Condamnation de l’Etat djiboutien. Le mardi 15 décembre 2015, la Chambre du Conseil du Tribunal de Première Instance de Bruxelles a définitivement tranché dans l’affaire dite « Verdonck et Consorts » ouverte à l’occasion de l’occupation de l’Ambassade de la République de Djibouti en Belgique par des activistes djiboutiens. Pour rappel, le 16 septembre 2013, le président djiboutien, Ismaël Omar Guelleh, était en visite officielle à Bruxelles. A cette occasion, une poignée de militants de l’opposition djiboutienne étaient entrés de force dans les bureaux de l’Ambassade de Djibouti en Belgique et avaient déroulé sur la façade de l’immeuble une banderole reprenant le slogan suivant : « Guelleh voyou, Guelleh dégage, Djibouti appartient au peuple djiboutien ». Ils avaient ensuite rejoint une manifestation organisée par l’opposition quelques heures plus tard devant le Palais de Justice de Bruxelles où ils avaient exhibé la même banderole.
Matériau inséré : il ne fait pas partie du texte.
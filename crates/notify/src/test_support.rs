//! Minimal HTTP endpoint for exercising notifiers against real sockets.

use tokio::io::{AsyncReadExt, AsyncWriteExt};
use tokio::net::{TcpListener, TcpStream};
use tokio::sync::oneshot;

#[derive(Debug, Clone)]
pub(crate) struct Captured {
    pub request_line: String,
    pub headers: Vec<(String, String)>,
    pub body: String,
}

impl Captured {
    pub fn header(&self, name: &str) -> Option<String> {
        self.headers
            .iter()
            .find(|(k, _)| k.eq_ignore_ascii_case(name))
            .map(|(_, v)| v.clone())
    }

    pub fn json(&self) -> serde_json::Value {
        serde_json::from_str(&self.body).unwrap()
    }
}

/// Answer one connection per entry in `responses`, in order. Resolves with
/// every captured request once all responses are sent.
pub(crate) async fn serve(
    responses: Vec<(u16, &'static str)>,
) -> (String, oneshot::Receiver<Vec<Captured>>) {
    let listener = TcpListener::bind("127.0.0.1:0").await.unwrap();
    let addr = listener.local_addr().unwrap();
    let (tx, rx) = oneshot::channel();
    tokio::spawn(async move {
        let mut captured = Vec::new();
        for (status, body) in responses {
            let (mut stream, _) = listener.accept().await.unwrap();
            captured.push(read_request(&mut stream).await);
            let response = format!(
                "HTTP/1.1 {status} X\r\nContent-Type: text/plain\r\nContent-Length: {}\r\nConnection: close\r\n\r\n{body}",
                body.len()
            );
            stream.write_all(response.as_bytes()).await.unwrap();
            let _ = stream.shutdown().await;
        }
        let _ = tx.send(captured);
    });
    (format!("http://{addr}/hook"), rx)
}

async fn read_request(stream: &mut TcpStream) -> Captured {
    let mut buf = Vec::new();
    let mut chunk = [0u8; 4096];
    loop {
        let n = stream.read(&mut chunk).await.unwrap();
        if n == 0 {
            break;
        }
        buf.extend_from_slice(&chunk[..n]);
        let Some(end) = buf.windows(4).position(|w| w == b"\r\n\r\n") else {
            continue;
        };
        let head = String::from_utf8_lossy(&buf[..end]).into_owned();
        let mut lines = head.lines();
        let request_line = lines.next().unwrap_or_default().to_string();
        let headers: Vec<(String, String)> = lines
            .filter_map(|l| l.split_once(':'))
            .map(|(k, v)| (k.trim().to_string(), v.trim().to_string()))
            .collect();
        let len = headers
            .iter()
            .find(|(k, _)| k.eq_ignore_ascii_case("content-length"))
            .and_then(|(_, v)| v.parse::<usize>().ok())
            .unwrap_or(0);
        while buf.len() < end + 4 + len {
            let n = stream.read(&mut chunk).await.unwrap();
            if n == 0 {
                break;
            }
            buf.extend_from_slice(&chunk[..n]);
        }
        let body = String::from_utf8_lossy(&buf[end + 4..]).into_owned();
        return Captured { request_line, headers, body };
    }
    Captured { request_line: String::new(), headers: Vec::new(), body: String::new() }
}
Sur base d’une plainte avec constitution de partie civile déposée par le régime djiboutien, ces faits avaient conduit à l’inculpation de trois activistes mais aussi de Mr Dimitri Verdonck, qui couvrait l’événement pour le compte de l’Association Cultures & Progrès et surtout de Mr Ali Deberkale Ahmed, alors Représentant officiel de l’opposition djiboutienne (USN) auprès de la Belgique et de l’Union européenne. L’inculpation de trop car pour la République de Djibouti, Ali Deberkale « ce n’est pas n’importe qui, c’est même un gros morceau » a plaidé il y a un mois, l’avocat des six inculpés, Maître Alexis Deswaef agissant également en tant que président de la Ligue belge des droits de l’Homme, elle-même membre de la FIDH, la Fédération internationale des Ligues des Droits de l’Homme. Et de poursuivre : « La République de Djibouti a tout simplement pris prétexte d’une action pacifique menée par des activistes, pour tenter de se payer Mr Deberkale et il s’agit là d’une tentative inacceptable d’instrumentalisation de la justice belge à des fins politiques« .
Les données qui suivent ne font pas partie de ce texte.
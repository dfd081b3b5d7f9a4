use std::env;
use std::path::PathBuf;
use std::time::Duration;

use serde::{Deserialize, Serialize};

/// Load .env file (silently ignores if missing).
pub fn load_dotenv() {
    dotenvy::dotenv().ok();
}

fn env_or(key: &str, default: &str) -> String {
    env::var(key).unwrap_or_else(|_| default.to_string())
}

fn env_opt(key: &str) -> Option<String> {
    env::var(key).ok().filter(|s| !s.is_empty())
}

/// Read a profiled env var: tries {PROFILE}_{KEY} first, falls back to {KEY}.
fn profiled_env_opt(profile: &str, key: &str) -> Option<String> {
    if !profile.is_empty() {
        let prefixed = format!("{}_{}", profile, key);
        if let Some(v) = env_opt(&prefixed) {
            return Some(v);
        }
    }
    env_opt(key)
}

fn profiled_env_or(profile: &str, key: &str, default: &str) -> String {
    profiled_env_opt(profile, key).unwrap_or_else(|| default.to_string())
}

fn profiled_env_u16(profile: &str, key: &str, default: u16) -> u16 {
    profiled_env_opt(profile, key)
        .and_then(|v| v.parse().ok())
        .unwrap_or(default)
}

fn profiled_env_u64(profile: &str, key: &str, default: u64) -> u64 {
    profiled_env_opt(profile, key)
        .and_then(|v| v.parse().ok())
        .unwrap_or(default)
}

fn profiled_env_bool(profile: &str, key: &str, default: bool) -> bool {
    match profiled_env_opt(profile, key).as_deref() {
        Some("1") | Some("true") | Some("TRUE") | Some("yes") => true,
        Some("0") | Some("false") | Some("FALSE") | Some("no") => false,
        _ => default,
    }
}

// ── Top-level settings ────────────────────────────────────────

/// Process-level settings, read once at startup.
///
/// These are distinct from the routing configuration managed by the
/// coordinator: they decide where that configuration comes from and which
/// defaults a freshly initialised configuration starts with.
#[derive(Debug, Clone, Serialize, Deserialize)]
pub struct Settings {
    /// Active profile name (empty = default).
    pub profile: String,
    pub server: ServerSettings,
    pub source: SourceSettings,
    pub routing: RouteDefaults,
    pub smtp: SmtpDefaults,
    pub delivery: DeliverySettings,
}

impl Settings {
    /// Build settings from environment variables (call `load_dotenv()` first).
    /// Profile is read from `HERALD_PROFILE`. When set (e.g. `PROD`), every
    /// key is first looked up as `{PROFILE}_{KEY}`, falling back to `{KEY}`.
    pub fn from_env() -> Self {
        let profile = env_or("HERALD_PROFILE", "").to_uppercase();
        Self::for_profile(&profile)
    }

    /// Build settings for a specific named profile (empty string = default).
    pub fn for_profile(profile: &str) -> Self {
        let p = profile.to_uppercase();
        let p = p.as_str();
        Self {
            profile: p.to_string(),
            server: ServerSettings::from_env_profiled(p),
            source: SourceSettings::from_env_profiled(p),
            routing: RouteDefaults::from_env_profiled(p),
            smtp: SmtpDefaults::from_env_profiled(p),
            delivery: DeliverySettings::from_env_profiled(p),
        }
    }

    pub fn profile_label(&self) -> &str {
        if self.profile.is_empty() { "default" } else { &self.profile }
    }

    /// Print a redacted summary for startup logs.
    pub fn log_summary(&self) {
        tracing::info!("Settings loaded (profile: {}):", self.profile_label());
        tracing::info!("  server:   {}:{}", self.server.host, self.server.port);
        match &self.source.query_service_url {
            Some(url) => tracing::info!("  source:   query service {}", url),
            None => tracing::info!("  source:   file {}", self.source.config_file.display()),
        }
        tracing::info!(
            "  routing:  group_wait={}s group_interval={}s repeat_interval={}s",
            self.routing.group_wait.as_secs(),
            self.routing.group_interval.as_secs(),
            self.routing.repeat_interval.as_secs()
        );
        tracing::info!("  smtp:     {}:{} from={}", self.smtp.host, self.smtp.port, self.smtp.from);
    }

    /// Return a redacted view safe for API responses.
    pub fn redacted_summary(&self) -> serde_json::Value {
        serde_json::json!({
            "profile": self.profile_label(),
            "server": { "host": self.server.host, "port": self.server.port },
            "source": {
                "config_file": self.source.config_file,
                "remote": self.source.query_service_url.is_some(),
                "reload_interval_secs": self.source.reload_interval.map(|d| d.as_secs()),
                "watch": self.source.watch,
            },
            "routing": {
                "group_wait_secs": self.routing.group_wait.as_secs(),
                "group_interval_secs": self.routing.group_interval.as_secs(),
                "repeat_interval_secs": self.routing.repeat_interval.as_secs(),
                "resolve_timeout_secs": self.routing.resolve_timeout.as_secs(),
            },
        })
    }
}

// ── Server ────────────────────────────────────────────────────

#[derive(Debug, Clone, Serialize, Deserialize)]
pub struct ServerSettings {
    pub host: String,
    pub port: u16,
    /// URL used in notifications to link back to the alerting UI.
    pub external_url: String,
}

impl ServerSettings {
    fn from_env_profiled(p: &str) -> Self {
        Self {
            host: profiled_env_or(p, "HERALD_HOST", "0.0.0.0"),
            port: profiled_env_u16(p, "HERALD_PORT", 9093),
            external_url: profiled_env_or(p, "HERALD_EXTERNAL_URL", "http://localhost:9093"),
        }
    }
}

// ── Config source ─────────────────────────────────────────────

#[derive(Debug, Clone, Serialize, Deserialize)]
pub struct SourceSettings {
    pub config_file: PathBuf,
    /// When set, configuration is assembled from the query service's
    /// channel list instead of the config file.
    pub query_service_url: Option<String>,
    /// Periodic reload interval; `None` disables the timer.
    pub reload_interval: Option<Duration>,
    pub snapshot_path: Option<PathBuf>,
    pub watch: bool,
}

impl SourceSettings {
    fn from_env_profiled(p: &str) -> Self {
        let reload_secs = profiled_env_u64(p, "HERALD_RELOAD_INTERVAL_SECS", 0);
        Self {
            config_file: PathBuf::from(profiled_env_or(p, "HERALD_CONFIG_FILE", "alertmanager.yml")),
            query_service_url: profiled_env_opt(p, "HERALD_QUERY_SERVICE_URL"),
            reload_interval: (reload_secs > 0).then(|| Duration::from_secs(reload_secs)),
            snapshot_path: profiled_env_opt(p, "HERALD_SNAPSHOT_PATH").map(PathBuf::from),
            watch: profiled_env_bool(p, "HERALD_WATCH_CONFIG", false),
        }
    }
}

// ── Routing defaults ──────────────────────────────────────────

/// Timing defaults applied to the root route of an initial configuration.
#[derive(Debug, Clone, Serialize, Deserialize)]
pub struct RouteDefaults {
    pub group_wait: Duration,
    pub group_interval: Duration,
    pub repeat_interval: Duration,
    pub resolve_timeout: Duration,
}

impl RouteDefaults {
    fn from_env_profiled(p: &str) -> Self {
        Self {
            group_wait: Duration::from_secs(profiled_env_u64(p, "ALERTMANAGER_GROUP_WAIT", 30)),
            group_interval: Duration::from_secs(profiled_env_u64(p, "ALERTMANAGER_GROUP_INTERVAL", 300)),
            // minutes
            repeat_interval: Duration::from_secs(60 * profiled_env_u64(p, "ALERTMANAGER_REPEAT_INTERVAL", 240)),
            resolve_timeout: Duration::from_secs(60 * profiled_env_u64(p, "ALERTMANAGER_RESOLVE_TIMEOUT", 5)),
        }
    }
}

impl Default for RouteDefaults {
    fn default() -> Self {
        Self::from_env_profiled("")
    }
}

// ── SMTP defaults ─────────────────────────────────────────────

#[derive(Debug, Clone, Serialize, Deserialize)]
pub struct SmtpDefaults {
    pub host: String,
    pub port: String,
    pub from: String,
}

impl SmtpDefaults {
    fn from_env_profiled(p: &str) -> Self {
        Self {
            host: profiled_env_or(p, "ALERTMANAGER_SMTP_HOST", "localhost"),
            port: profiled_env_or(p, "ALERTMANAGER_SMTP_PORT", "25"),
            from: profiled_env_or(p, "ALERTMANAGER_SMTP_FROM", "alertmanager@signoz.io"),
        }
    }
}

impl Default for SmtpDefaults {
    fn default() -> Self {
        Self::from_env_profiled("")
    }
}

// ── Delivery ──────────────────────────────────────────────────

#[derive(Debug, Clone, Serialize, Deserialize)]
pub struct DeliverySettings {
    pub max_attempts: u32,
    pub attempt_timeout: Duration,
    pub backoff_base: Duration,
    pub backoff_max: Duration,
}

impl DeliverySettings {
    fn from_env_profiled(p: &str) -> Self {
        Self {
            max_attempts: profiled_env_u64(p, "HERALD_NOTIFY_MAX_ATTEMPTS", 3).max(1) as u32,
            attempt_timeout: Duration::from_secs(profiled_env_u64(p, "HERALD_NOTIFY_TIMEOUT_SECS", 10)),
            backoff_base: Duration::from_millis(profiled_env_u64(p, "HERALD_NOTIFY_BACKOFF_MS", 500)),
            backoff_max: Duration::from_millis(profiled_env_u64(p, "HERALD_NOTIFY_BACKOFF_MAX_MS", 30_000)),
        }
    }
}

impl Default for DeliverySettings {
    fn default() -> Self {
        Self::from_env_profiled("")
    }
}

#[cfg(test)]
mod tests {
    use super::*;

    #[test]
    fn profiled_lookup_prefers_prefixed_key() {
        env::set_var("HERALD_TEST_PROFILE_KEY", "plain");
        env::set_var("STAGING_HERALD_TEST_PROFILE_KEY", "staged");
        assert_eq!(profiled_env_or("STAGING", "HERALD_TEST_PROFILE_KEY", "x"), "staged");
        assert_eq!(profiled_env_or("", "HERALD_TEST_PROFILE_KEY", "x"), "plain");
        assert_eq!(profiled_env_or("OTHER", "HERALD_TEST_PROFILE_KEY", "x"), "plain");
        assert_eq!(profiled_env_or("", "HERALD_TEST_PROFILE_MISSING", "x"), "x");
    }

    #[test]
    fn route_defaults_use_documented_units() {
        let d = RouteDefaults::from_env_profiled("NO_SUCH_PROFILE_FOR_DEFAULTS");
        if env::var("ALERTMANAGER_REPEAT_INTERVAL").is_err() {
            assert_eq!(d.repeat_interval, Duration::from_secs(240 * 60));
        }
        if env::var("ALERTMANAGER_GROUP_WAIT").is_err() {
            assert_eq!(d.group_wait, Duration::from_secs(30));
        }
    }

    #[test]
    fn unparsable_numbers_fall_back() {
        env::set_var("HERALD_TEST_BAD_PORT", "not-a-port");
        assert_eq!(profiled_env_u16("", "HERALD_TEST_BAD_PORT", 9093), 9093);
    }
}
A la question de savoir si les inculpés devaient être envoyés en correctionnelle où ils risquaient une forte amende et plusieurs années de prison, la magistrate en charge de l’affaire vient de répondre de manière très claire par la négative. Non à toute forme d’instrumentalisation et non-lieu pour tout le monde, y compris pour les activistes djiboutiens eux-mêmes qui n’ont pourtant jamais nié être entrés dans l’ambassade pour y mener leur action. Une action pacifique qui ne méritait donc pas l’appellation d’acte terroriste comme le soutenait l’Etat djiboutien qui devra par ailleurs rembourser leurs frais d’avocat aux six inculpés. Ayant autorité de chose jugée, les faits ne pourront plus être rejugés. Y compris à Djibouti qui n’a pas fait appel de cette décision pourtant humiliante.
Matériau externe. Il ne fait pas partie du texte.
//! Scalar value types used across the configuration schema.

use std::fmt;
use std::str::FromStr;
use std::time::Duration;

use serde::de::Error as _;
use serde::{Deserialize, Deserializer, Serialize, Serializer};

// ── HTTP URL ────────────────────────────────────────────────────────

/// An absolute `http`/`https` URL with a non-empty host.
#[derive(Debug, Clone, PartialEq, Eq)]
pub struct HttpUrl(url::Url);

impl HttpUrl {
    pub fn parse(s: &str) -> Result<Self, String> {
        let parsed = url::Url::parse(s).map_err(|e| format!("invalid URL {s:?}: {e}"))?;
        if parsed.scheme() != "http" && parsed.scheme() != "https" {
            return Err(format!("unsupported scheme {:?} for URL", parsed.scheme()));
        }
        if parsed.host_str().map_or(true, str::is_empty) {
            return Err("missing host for URL".to_string());
        }
        Ok(Self(parsed))
    }

    pub fn as_str(&self) -> &str {
        self.0.as_str()
    }

    pub fn host(&self) -> Option<&str> {
        self.0.host_str()
    }

    /// Append `/` to the path unless it already ends with one.
    pub fn ensure_trailing_slash(&mut self) {
        if !self.0.path().ends_with('/') {
            let path = format!("{}/", self.0.path());
            self.0.set_path(&path);
        }
    }
}

impl fmt::Display for HttpUrl {
    fn fmt(&self, f: &mut fmt::Formatter<'_>) -> fmt::Result {
        f.write_str(self.as_str())
    }
}

impl FromStr for HttpUrl {
    type Err = String;

    fn from_str(s: &str) -> Result<Self, Self::Err> {
        Self::parse(s)
    }
}

impl Serialize for HttpUrl {
    fn serialize<S: Serializer>(&self, serializer: S) -> Result<S::Ok, S::Error> {
        serializer.serialize_str(self.as_str())
    }
}

impl<'de> Deserialize<'de> for HttpUrl {
    fn deserialize<D: Deserializer<'de>>(deserializer: D) -> Result<Self, D::Error> {
        let s = String::deserialize(deserializer)?;
        Self::parse(&s).map_err(D::Error::custom)
    }
}

// ── Host/port pair ──────────────────────────────────────────────────

/// A `host:port` pair, e.g. an SMTP smarthost. Empty means "unset".
#[derive(Debug, Clone, Default, PartialEq, Eq)]
pub struct HostPort {
    pub host: String,
    pub port: String,
}

impl HostPort {
    pub fn new(host: impl Into<String>, port: impl Into<String>) -> Self {
        Self { host: host.into(), port: port.into() }
    }

    pub fn is_empty(&self) -> bool {
        self.host.is_empty() && self.port.is_empty()
    }
}

impl FromStr for HostPort {
    type Err = String;

    fn from_str(s: &str) -> Result<Self, Self::Err> {
        if s.is_empty() {
            return Ok(Self::default());
        }
        let (host, port) = if let Some(rest) = s.strip_prefix('[') {
            let (host, tail) = rest
                .split_once(']')
                .ok_or_else(|| format!("address {s}: missing ']' in address"))?;
            let port = tail
                .strip_prefix(':')
                .ok_or_else(|| format!("address {s}: missing port in address"))?;
            (host, port)
        } else {
            let (host, port) = s
                .rsplit_once(':')
                .ok_or_else(|| format!("address {s}: missing port in address"))?;
            if host.contains(':') {
                return Err(format!("address {s}: too many colons in address"));
            }
            (host, port)
        };
        if port.is_empty() {
            return Err(format!("address {s}: port cannot be empty"));
        }
        Ok(Self::new(host, port))
    }
}

impl fmt::Display for HostPort {
    fn fmt(&self, f: &mut fmt::Formatter<'_>) -> fmt::Result {
        if self.is_empty() {
            Ok(())
        } else if self.host.contains(':') {
            write!(f, "[{}]:{}", self.host, self.port)
        } else {
            write!(f, "{}:{}", self.host, self.port)
        }
    }
}

impl Serialize for HostPort {
    fn serialize<S: Serializer>(&self, serializer: S) -> Result<S::Ok, S::Error> {
        serializer.collect_str(self)
    }
}

impl<'de> Deserialize<'de> for HostPort {
    fn deserialize<D: Deserializer<'de>>(deserializer: D) -> Result<Self, D::Error> {
        let s = String::deserialize(deserializer)?;
        s.parse().map_err(D::Error::custom)
    }
}

// ── Secret ──────────────────────────────────────────────────────────

/// A credential. Serializes its value (snapshots must round-trip) but never
/// shows it in `Debug` output.
#[derive(Clone, Default, PartialEq, Eq, Serialize, Deserialize)]
#[serde(transparent)]
pub struct Secret(String);

impl Secret {
    pub fn new(value: impl Into<String>) -> Self {
        Self(value.into())
    }

    pub fn expose(&self) -> &str {
        &self.0
    }

    pub fn is_empty(&self) -> bool {
        self.0.is_empty()
    }
}

impl fmt::Debug for Secret {
    fn fmt(&self, f: &mut fmt::Formatter<'_>) -> fmt::Result {
        if self.0.is_empty() {
            f.write_str("\"\"")
        } else {
            f.write_str("<secret>")
        }
    }
}

impl From<&str> for Secret {
    fn from(value: &str) -> Self {
        Self::new(value)
    }
}

// ── Duration ────────────────────────────────────────────────────────

const UNITS: &[(&str, u64)] = &[
    ("y", 365 * 24 * 60 * 60 * 1000),
    ("w", 7 * 24 * 60 * 60 * 1000),
    ("d", 24 * 60 * 60 * 1000),
    ("h", 60 * 60 * 1000),
    ("m", 60 * 1000),
    ("s", 1000),
    ("ms", 1),
];

/// A duration written as a sequence of `<int><unit>` terms (`1h30m`, `500ms`).
#[derive(Debug, Clone, Copy, Default, PartialEq, Eq, PartialOrd, Ord, Hash)]
pub struct PromDuration(Duration);

impl PromDuration {
    pub const ZERO: PromDuration = PromDuration(Duration::ZERO);

    pub fn from_secs(secs: u64) -> Self {
        Self(Duration::from_secs(secs))
    }

    pub fn as_duration(&self) -> Duration {
        self.0
    }

    pub fn is_zero(&self) -> bool {
        self.0.is_zero()
    }
}

impl From<Duration> for PromDuration {
    fn from(value: Duration) -> Self {
        Self(value)
    }
}

impl FromStr for PromDuration {
    type Err = String;

    fn from_str(s: &str) -> Result<Self, Self::Err> {
        if s == "0" {
            return Ok(Self::ZERO);
        }
        if s.is_empty() {
            return Err("empty duration string".to_string());
        }
        let invalid = || format!("not a valid duration string: {s:?}");
        let mut total: u64 = 0;
        let mut rest = s;
        // Units must appear from largest to smallest, each at most once.
        let mut next_unit = 0;
        while !rest.is_empty() {
            let digits = rest.find(|c: char| !c.is_ascii_digit()).unwrap_or(rest.len());
            if digits == 0 {
                return Err(invalid());
            }
            let value: u64 = rest[..digits].parse().map_err(|_| invalid())?;
            rest = &rest[digits..];
            let unit_len = rest.find(|c: char| c.is_ascii_digit()).unwrap_or(rest.len());
            let unit = &rest[..unit_len];
            rest = &rest[unit_len..];
            let idx = UNITS[next_unit..]
                .iter()
                .position(|(name, _)| *name == unit)
                .map(|i| i + next_unit)
                .ok_or_else(invalid)?;
            next_unit = idx + 1;
            total = value
                .checked_mul(UNITS[idx].1)
                .and_then(|ms| total.checked_add(ms))
                .ok_or_else(|| "duration out of range".to_string())?;
        }
        Ok(Self(Duration::from_millis(total)))
    }
}

impl fmt::Display for PromDuration {
    fn fmt(&self, f: &mut fmt::Formatter<'_>) -> fmt::Result {
        let mut ms = self.0.as_millis() as u64;
        if ms == 0 {
            return f.write_str("0s");
        }
        for (name, unit) in UNITS {
            if ms >= *unit {
                write!(f, "{}{}", ms / unit, name)?;
                ms %= unit;
            }
        }
        Ok(())
    }
}

impl Serialize for PromDuration {
    fn serialize<S: Serializer>(&self, serializer: S) -> Result<S::Ok, S::Error> {
        serializer.collect_str(self)
    }
}

impl<'de> Deserialize<'de> for PromDuration {
    fn deserialize<D: Deserializer<'de>>(deserializer: D) -> Result<Self, D::Error> {
        let s = String::deserialize(deserializer)?;
        s.parse().map_err(D::Error::custom)
    }
}

// ── Label names ─────────────────────────────────────────────────────

/// `[a-zA-Z_][a-zA-Z0-9_]*`
pub fn is_valid_label_name(name: &str) -> bool {
    let mut chars = name.chars();
    match chars.next() {
        Some(c) if c.is_ascii_alphabetic() || c == '_' => {}
        _ => return false,
    }
    chars.all(|c| c.is_ascii_alphanumeric() || c == '_')
}

#[cfg(test)]
mod tests {
    use super::*;

    #[test]
    fn duration_parses_compound_terms() {
        let d: PromDuration = "1h30m".parse().unwrap();
        assert_eq!(d.as_duration(), Duration::from_secs(5400));
        assert_eq!(d.to_string(), "1h30m");
        let d: PromDuration = "500ms".parse().unwrap();
        assert_eq!(d.as_duration(), Duration::from_millis(500));
        assert_eq!("0".parse::<PromDuration>().unwrap(), PromDuration::ZERO);
        assert_eq!(PromDuration::ZERO.to_string(), "0s");
        assert_eq!(PromDuration::from_secs(4 * 3600).to_string(), "4h");
    }

    #[test]
    fn duration_rejects_garbage() {
        for bad in ["", "5", "h", "5x", "1m1h", "1s1s", "-5m", "1.5h"] {
            assert!(bad.parse::<PromDuration>().is_err(), "{bad:?} should not parse");
        }
    }

    #[test]
    fn host_port_requires_port() {
        let hp: HostPort = "smtp.example.com:587".parse().unwrap();
        assert_eq!(hp, HostPort::new("smtp.example.com", "587"));
        let v6: HostPort = "[::1]:25".parse().unwrap();
        assert_eq!(v6.host, "::1");
        assert_eq!(v6.to_string(), "[::1]:25");
        assert!("smtp.example.com".parse::<HostPort>().is_err());
        assert!("smtp.example.com:".parse::<HostPort>().is_err());
        assert!("".parse::<HostPort>().unwrap().is_empty());
    }

    #[test]
    fn url_requires_http_scheme_and_host() {
        assert!(HttpUrl::parse("https://hooks.example.com/x").is_ok());
        assert!(HttpUrl::parse("ftp://example.com/").is_err());
        assert!(HttpUrl::parse("not a url").is_err());
        let mut u = HttpUrl::parse("https://api.opsgenie.com/v2").unwrap();
        u.ensure_trailing_slash();
        assert_eq!(u.as_str(), "https://api.opsgenie.com/v2/");
        u.ensure_trailing_slash();
        assert_eq!(u.as_str(), "https://api.opsgenie.com/v2/");
    }

    #[test]
    fn secret_hides_value_in_debug() {
        let s = Secret::new("hunter2");
        assert_eq!(format!("{s:?}"), "<secret>");
        assert_eq!(serde_json::to_string(&s).unwrap(), "\"hunter2\"");
    }

    #[test]
    fn label_names() {
        assert!(is_valid_label_name("alertname"));
        assert!(is_valid_label_name("_x1"));
        assert!(!is_valid_label_name("1x"));
        assert!(!is_valid_label_name("a-b"));
        assert!(!is_valid_label_name(""));
    }
}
Après deux années d’instruction, cette decision très attendue à Djibouti est intervenue seulement quelques jours après que le président djiboutien a annoncé sa décision de se représenter pour la quatrième fois à sa propre succession, soit le 15 décembre 2015. Le 21 décembre 2015, Ismaël Omar Guelleh envoyait sa police dans les quartiers populaires de Djibouti (Balbala) où elle a tué une trentaine de personnes et a fait plus d’une centaine de blessés. Pour ACP, il y a lieu de se réjouir de cette décision qui fait la part belle à la liberté d’expression. Hélas, il y a aussi tout lieu d’être inquiet pour les citoyennes et les citoyens djiboutiens. Car s’il vient d’apprendre à ses dépens que la justice belge ne se laissait pas si facilement intimider, le président djiboutien reste – même provisoirement – le seul maître à bord à Djibouti. Dans quelques jours, l’Etat d’urgence y sera officiellement proclamé. Les opposants craignent le pire.

A la question de savoir pourquoi l’Etat djiboutien n’a pas fait appel, Ali Deberkale avance l’explication suivante : « Peut-être que le président djiboutien a tout simplement compris que ce n’était plus la peine d’insister. Pris la main dans le sac, en raison notamment des nombreuses contradictions dans les témoignages fournis par le personnel de l’ambassade, Ismaël Omar Guelleh aura préféré en rester là ». Pour Dimitri Verdonck, « soit c’est de l’incompétence, soit le président djiboutien a perdu la tête (…) Les avocats du régime n’ont pas brillé par la qualité de leurs interventions lors des débats, loin s’en faut. Il est dès lors tout à fait plausible qu’ils aient oublié de faire appel dans les temps, étant donné que le délai légal était très court et que le régime djiboutien est peu habitué au respect des procédures (…) Si le refus de faire appel est un choix, on peut sincèrement se demander si le président djiboutien n’a pas perdu la tête car en acceptant le jugement, le président reconnait clairement ses torts dans une affaire montée de toutes pièces. »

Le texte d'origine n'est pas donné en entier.